During the motorcycle ride, the Plaintiff’s sister requested that the Defendant do “wheelies” with her on the bike. The Defendant refused, and so the Plaintiff switched bikes with her sister and ended up riding with the Defendant, Patrick “Connor” Walsh. The sister was riding with Mr. Dycus, and the friend was riding with Mr. Dail. The group rode down Mercury Boulevard toward the James River Bridge going faster than the posted speed limit.
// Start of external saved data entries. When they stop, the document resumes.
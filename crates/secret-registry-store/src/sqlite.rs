//! SQLite implementation of the Store trait.
//!
//! The persistent backend. Uses rusqlite with bundled SQLite, wrapped in
//! async via tokio::spawn_blocking.

use std::path::Path;
use std::sync::{Arc, Mutex};

use async_trait::async_trait;
use bytes::Bytes;
use rusqlite::{params, Connection, OptionalExtension};

use secret_registry_core::{
    AccessGrant, GrantKey, Height, Principal, Salt, SecretId, SecretRecord,
};

use crate::error::{Result, StoreError};
use crate::migration;
use crate::traits::{GrantDisposal, InsertResult, RemoveResult, Store};

/// SQLite-based store implementation.
///
/// Thread-safe via internal Mutex. All operations use spawn_blocking
/// to avoid blocking the async runtime.
pub struct SqliteStore {
    /// The SQLite connection, protected by a mutex.
    conn: Arc<Mutex<Connection>>,
}

impl SqliteStore {
    /// Open a SQLite database at the given path.
    ///
    /// Creates the file and runs migrations if it doesn't exist.
    pub fn open(path: impl AsRef<Path>) -> Result<Self> {
        let mut conn = Connection::open(path)?;
        migration::migrate(&mut conn)?;
        Ok(Self {
            conn: Arc::new(Mutex::new(conn)),
        })
    }

    /// Open an in-memory SQLite database.
    ///
    /// Useful for testing.
    pub fn open_memory() -> Result<Self> {
        let mut conn = Connection::open_in_memory()?;
        migration::migrate(&mut conn)?;
        Ok(Self {
            conn: Arc::new(Mutex::new(conn)),
        })
    }

    /// Run a blocking operation on the connection.
    async fn run<F, T>(&self, f: F) -> Result<T>
    where
        F: FnOnce(&mut Connection) -> Result<T> + Send + 'static,
        T: Send + 'static,
    {
        let conn = Arc::clone(&self.conn);

        tokio::task::spawn_blocking(move || {
            let mut conn = conn.lock().map_err(|_| StoreError::LockPoisoned)?;
            f(&mut conn)
        })
        .await
        .map_err(|e| StoreError::Task(e.to_string()))?
    }
}

/// A secrets row as stored.
struct RawRecord {
    secret_id: i64,
    owner: Vec<u8>,
    payload: Vec<u8>,
    salt: Vec<u8>,
    created_at: i64,
    expires_at: Option<i64>,
}

fn row_to_raw_record(row: &rusqlite::Row<'_>) -> rusqlite::Result<RawRecord> {
    Ok(RawRecord {
        secret_id: row.get("secret_id")?,
        owner: row.get("owner")?,
        payload: row.get("payload")?,
        salt: row.get("salt")?,
        created_at: row.get("created_at")?,
        expires_at: row.get("expires_at")?,
    })
}

impl RawRecord {
    fn decode(self) -> Result<SecretRecord> {
        Ok(SecretRecord {
            id: SecretId::new(self.secret_id as u64),
            owner: decode_principal(&self.owner, "owner")?,
            payload: Bytes::from(self.payload),
            salt: Salt::try_from(self.salt.as_slice())
                .map_err(|_| StoreError::Corrupt(format!("salt of secret {}", self.secret_id)))?,
            created_at: Height::new(self.created_at as u64),
            expires_at: self.expires_at.map(|h| Height::new(h as u64)),
        })
    }
}

fn decode_principal(bytes: &[u8], column: &str) -> Result<Principal> {
    Principal::try_from(bytes).map_err(|_| {
        StoreError::Corrupt(format!("{} is {} bytes, expected 32", column, bytes.len()))
    })
}

#[async_trait]
impl Store for SqliteStore {
    async fn get_secret(&self, id: SecretId) -> Result<Option<SecretRecord>> {
        self.run(move |conn| {
            let raw = conn
                .query_row(
                    "SELECT secret_id, owner, payload, salt, created_at, expires_at
                     FROM secrets WHERE secret_id = ?1",
                    params![id.get() as i64],
                    row_to_raw_record,
                )
                .optional()?;

            raw.map(RawRecord::decode).transpose()
        })
        .await
    }

    async fn insert_secret(&self, record: &SecretRecord) -> Result<InsertResult> {
        let record = record.clone();

        self.run(move |conn| {
            let tx = conn.transaction()?;

            let occupant: Option<Vec<u8>> = tx
                .query_row(
                    "SELECT owner FROM secrets WHERE secret_id = ?1",
                    params![record.id.get() as i64],
                    |row| row.get(0),
                )
                .optional()?;

            if let Some(owner) = occupant {
                tracing::warn!(secret_id = %record.id, "secret slot already occupied");
                return Ok(InsertResult::AlreadyExists {
                    occupant: decode_principal(&owner, "owner")?,
                });
            }

            tx.execute(
                "INSERT INTO secrets (secret_id, owner, payload, salt, created_at, expires_at)
                 VALUES (?1, ?2, ?3, ?4, ?5, ?6)",
                params![
                    record.id.get() as i64,
                    record.owner.as_bytes().as_slice(),
                    record.payload.as_ref(),
                    record.salt.as_bytes().as_slice(),
                    record.created_at.get() as i64,
                    record.expires_at.map(|h| h.get() as i64),
                ],
            )?;

            tx.execute(
                "INSERT INTO owner_counters (owner, last_issued) VALUES (?1, ?2)
                 ON CONFLICT(owner) DO UPDATE SET last_issued = excluded.last_issued",
                params![record.owner.as_bytes().as_slice(), record.id.get() as i64],
            )?;

            tx.commit()?;
            Ok(InsertResult::Inserted)
        })
        .await
    }

    async fn remove_secret(&self, id: SecretId, grants: GrantDisposal) -> Result<RemoveResult> {
        self.run(move |conn| {
            let tx = conn.transaction()?;

            let removed = tx.execute(
                "DELETE FROM secrets WHERE secret_id = ?1",
                params![id.get() as i64],
            )?;
            if removed == 0 {
                return Ok(RemoveResult::NotFound);
            }

            let purged_grants = match grants {
                GrantDisposal::Keep => 0,
                GrantDisposal::Purge => tx.execute(
                    "DELETE FROM access_grants WHERE secret_id = ?1",
                    params![id.get() as i64],
                )?,
            };

            tx.commit()?;
            Ok(RemoveResult::Removed { purged_grants })
        })
        .await
    }

    async fn owner_counter(&self, owner: &Principal) -> Result<u64> {
        let owner = *owner;

        self.run(move |conn| {
            let last: Option<i64> = conn
                .query_row(
                    "SELECT last_issued FROM owner_counters WHERE owner = ?1",
                    params![owner.as_bytes().as_slice()],
                    |row| row.get(0),
                )
                .optional()?;

            Ok(last.map_or(0, |n| n as u64))
        })
        .await
    }

    async fn get_grant(&self, key: &GrantKey) -> Result<Option<AccessGrant>> {
        let key = *key;

        self.run(move |conn| {
            let row: Option<(i64, Vec<u8>)> = conn
                .query_row(
                    "SELECT granted_at, granted_by FROM access_grants
                     WHERE secret_id = ?1 AND grantee = ?2",
                    params![key.secret_id.get() as i64, key.grantee.as_bytes().as_slice()],
                    |row| Ok((row.get(0)?, row.get(1)?)),
                )
                .optional()?;

            row.map(|(granted_at, granted_by)| {
                Ok(AccessGrant::new(
                    key.secret_id,
                    key.grantee,
                    decode_principal(&granted_by, "granted_by")?,
                    Height::new(granted_at as u64),
                ))
            })
            .transpose()
        })
        .await
    }

    async fn put_grant(&self, grant: &AccessGrant) -> Result<()> {
        let grant = grant.clone();

        self.run(move |conn| {
            conn.execute(
                "INSERT INTO access_grants (secret_id, grantee, granted_at, granted_by)
                 VALUES (?1, ?2, ?3, ?4)
                 ON CONFLICT(secret_id, grantee) DO UPDATE SET
                    granted_at = excluded.granted_at,
                    granted_by = excluded.granted_by",
                params![
                    grant.secret_id.get() as i64,
                    grant.grantee.as_bytes().as_slice(),
                    grant.granted_at.get() as i64,
                    grant.granted_by.as_bytes().as_slice(),
                ],
            )?;
            Ok(())
        })
        .await
    }

    async fn remove_grant(&self, key: &GrantKey) -> Result<bool> {
        let key = *key;

        self.run(move |conn| {
            let removed = conn.execute(
                "DELETE FROM access_grants WHERE secret_id = ?1 AND grantee = ?2",
                params![key.secret_id.get() as i64, key.grantee.as_bytes().as_slice()],
            )?;
            Ok(removed > 0)
        })
        .await
    }
}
After the ride led the group into Surry County, the testimony from the Defendant and Mr. Dail, and the anticipated testimony of Mr. Dycus, is that they were traveling around the posted speed limit of 55 miles per hour. The women will testify that the Defendant and his friends were speeding in excess of 85 miles per hour in a 55 mile per hour zone. The Plaintiff will testify that although she could not see the motorcycle’s speedometer at the time of the accident, she believes that the Defendant’s speed was not less than 90 miles per hour.
A few days after the accident, Plaintiff’s mother, Gloria Insley, contacted State Farm agent Tray Hardaway about the Defendant’s liability coverage. Mrs. Insley wishes to testify that Mr. Hardaway explained that the Defendant had $100,000 in coverage and that she did not need to worry about anything.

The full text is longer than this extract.